§ **Input for this task**:
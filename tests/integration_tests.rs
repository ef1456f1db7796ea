//! End-to-end tests over the in-memory rendezvous.
//!
//! Each test runs full serve and dial loops: topic derivation, the
//! handshake over swarm streams, signaling handoff and the resulting direct
//! transport.

use kindred_core::framing::{DEFAULT_MAX_FRAME_LEN, FrameStream};
use kindred_core::handshake::CHALLENGE_MESSAGE_SIZE;
use kindred_core::{ChatChannel, ChatMessage, DialError, NodeConfig, ServeEvent, SessionError};
use kindred_crypto::Identity;
use kindred_crypto::random::fill_random;
use kindred_discovery::{JoinOptions, Swarm, SwarmEvent, topic_for};
use kindred_integration_tests::fixtures::{TwoNodeFixture, fixture_config};
use rand_core::OsRng;
use std::time::Duration;

// ============================================================================
// Session Establishment
// ============================================================================

/// A dials B: the dial resolves with B's identity and B's serve loop reports A.
#[tokio::test]
async fn test_dial_resolves_with_host_and_serve_reports_guest() {
    let fixture = TwoNodeFixture::new();
    let (dialed, accepted) = fixture.establish().await;

    assert_eq!(dialed.peer, fixture.host.public_identity());
    assert_eq!(accepted.peer, fixture.guest.public_identity());
}

/// The direct transports returned on both sides are connected to each other.
#[tokio::test]
async fn test_chat_over_established_transport() {
    let fixture = TwoNodeFixture::new();
    let (dialed, accepted) = fixture.establish().await;

    let mut guest = ChatChannel::new(dialed.transport);
    let mut host = ChatChannel::new(accepted.transport);

    guest.send(&ChatMessage::now("hello; are you there?")).await.unwrap();
    let received = host.recv().await.unwrap().unwrap();
    assert_eq!(received.text, "hello; are you there?");

    host.send(&ChatMessage::now("yes")).await.unwrap();
    assert_eq!(guest.recv().await.unwrap().unwrap().text, "yes");
}

/// The host can be dialed before it starts serving.
#[tokio::test]
async fn test_dial_before_host_serves() {
    let fixture = TwoNodeFixture::new();
    let dialing = fixture.dial(fixture.host.public_identity());

    tokio::time::sleep(Duration::from_millis(50)).await;
    let mut serving = fixture.serve();

    let dialed = dialing.await.unwrap();
    assert_eq!(dialed.peer, fixture.host.public_identity());
    assert_eq!(
        serving.next_session().await.unwrap().peer,
        fixture.guest.public_identity()
    );
}

/// One serve loop handles several guests at once.
#[tokio::test]
async fn test_concurrent_guests() {
    let fixture = TwoNodeFixture::new();
    let mut serving = fixture.serve();

    let others: Vec<_> = (0..3)
        .map(|_| {
            kindred_core::Orchestrator::new(Identity::generate(&mut OsRng), fixture_config())
                .unwrap()
        })
        .collect();
    let dials: Vec<_> = others
        .iter()
        .map(|guest| {
            guest.dial(
                fixture.host.public_identity(),
                fixture.rendezvous.swarm(),
                fixture.connectors(),
            )
        })
        .collect();

    for dial in dials {
        assert_eq!(dial.await.unwrap().peer, fixture.host.public_identity());
    }

    let mut accepted = Vec::new();
    for _ in 0..3 {
        accepted.push(serving.next_session().await.unwrap().peer);
    }
    for guest in &others {
        assert!(accepted.contains(&guest.public_identity()));
    }
}

/// Dialing your own identity reaches your own serve loop.
#[tokio::test]
async fn test_self_dial() {
    let fixture = TwoNodeFixture::new();
    let mut serving = fixture.serve();

    let dialed = fixture
        .host
        .dial(
            fixture.host.public_identity(),
            fixture.rendezvous.swarm(),
            fixture.connectors(),
        )
        .await
        .unwrap();

    assert_eq!(dialed.peer, fixture.host.public_identity());
    assert_eq!(
        serving.next_session().await.unwrap().peer,
        fixture.host.public_identity()
    );
}

// ============================================================================
// Rejected Candidates
// ============================================================================

/// An impostor on the host's topic answers the auth request with a forged
/// challenge. The guest rejects that candidate and still reaches the real host.
#[tokio::test]
async fn test_impostor_candidate_is_skipped() {
    let fixture = TwoNodeFixture::new();
    let host_topic = topic_for(&fixture.host.public_identity());

    let mut impostor = fixture.rendezvous.swarm();
    impostor
        .join(host_topic, JoinOptions::default())
        .await
        .unwrap();
    let impostor_task = tokio::spawn(async move {
        let Some(SwarmEvent::Connection(stream)) = impostor.next_event().await else {
            panic!("impostor saw no candidate");
        };
        let mut stream = FrameStream::new(stream, DEFAULT_MAX_FRAME_LEN);
        let _request = stream.read_frame().await.unwrap();
        let mut forged = [0u8; CHALLENGE_MESSAGE_SIZE];
        fill_random(&mut forged).unwrap();
        stream.write_frame(&forged).await.unwrap();
        // Hold the stream until the guest gives up on it.
        let _ = stream.read_frame().await;
        impostor
    });

    let dialing = fixture.dial(fixture.host.public_identity());
    let _impostor = impostor_task.await.unwrap();

    let mut serving = fixture.serve();
    let dialed = dialing.await.unwrap();
    assert_eq!(dialed.peer, fixture.host.public_identity());
    assert_eq!(
        serving.next_session().await.unwrap().peer,
        fixture.guest.public_identity()
    );
}

/// A candidate that sends garbage to the host is reported as rejected and the
/// host keeps serving.
#[tokio::test]
async fn test_host_survives_silent_candidate() {
    let fixture = TwoNodeFixture::new();
    let mut serving = fixture.serve();
    assert!(matches!(
        serving.next_event().await,
        Some(ServeEvent::Listening { .. })
    ));

    let mut prober = fixture.rendezvous.swarm();
    prober
        .join(
            topic_for(&fixture.host.public_identity()),
            JoinOptions {
                announce: false,
                lookup: true,
            },
        )
        .await
        .unwrap();
    let Some(SwarmEvent::Connection(stream)) = prober.next_event().await else {
        panic!("prober saw no candidate");
    };
    let mut stream = FrameStream::new(stream, DEFAULT_MAX_FRAME_LEN);
    stream.write_frame(b"GET / HTTP/1.1").await.unwrap();

    match serving.next_event().await {
        Some(ServeEvent::Rejected {
            error: SessionError::Handshake(error),
        }) => assert!(error.is_timeout()),
        other => panic!("expected a rejected candidate, got {other:?}"),
    }

    let dialed = fixture.dial(fixture.host.public_identity()).await.unwrap();
    assert_eq!(dialed.peer, fixture.host.public_identity());
}

// ============================================================================
// Dial Outcomes
// ============================================================================

/// Cancelling a dial rejects it and releases the target topic.
#[tokio::test]
async fn test_cancel_dial_leaves_topic() {
    let fixture = TwoNodeFixture::new();
    let target = Identity::generate(&mut OsRng).public_identity();
    let topic = topic_for(&target);

    let mut dialing = fixture.dial(target);
    while fixture.rendezvous.members(&topic) == 0 {
        tokio::task::yield_now().await;
    }

    dialing.cancel();
    assert!(matches!(dialing.await, Err(DialError::Cancelled)));
    assert_eq!(fixture.rendezvous.members(&topic), 0);
}

/// A dial with a deadline and nobody serving times out.
#[tokio::test]
async fn test_dial_times_out() {
    let guest_config = NodeConfig {
        dial_timeout: Some(Duration::from_millis(100)),
        ..fixture_config()
    };
    let fixture = TwoNodeFixture::with_configs(fixture_config(), guest_config);

    let result = fixture.dial(fixture.host.public_identity()).await;
    assert!(matches!(result, Err(DialError::TimedOut)));
}

/// Dialing the wrong identity never authenticates against the host.
#[tokio::test]
async fn test_wrong_target_is_not_reached() {
    let guest_config = NodeConfig {
        dial_timeout: Some(Duration::from_millis(300)),
        ..fixture_config()
    };
    let fixture = TwoNodeFixture::with_configs(fixture_config(), guest_config);
    let mut serving = fixture.serve();

    let stranger = Identity::generate(&mut OsRng).public_identity();
    assert!(matches!(
        fixture.dial(stranger).await,
        Err(DialError::TimedOut)
    ));

    serving.cancel();
    while let Some(event) = serving.next_event().await {
        assert!(!matches!(event, ServeEvent::Session(_)));
    }
}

§ **Task objective**: Every line containing the string "recv" is required; copy each such line from the data.

§ **Output for this exercise**:
    let received = host.recv().await.unwrap().unwrap();
    assert_eq!(guest.recv().await.unwrap().unwrap().text, "yes");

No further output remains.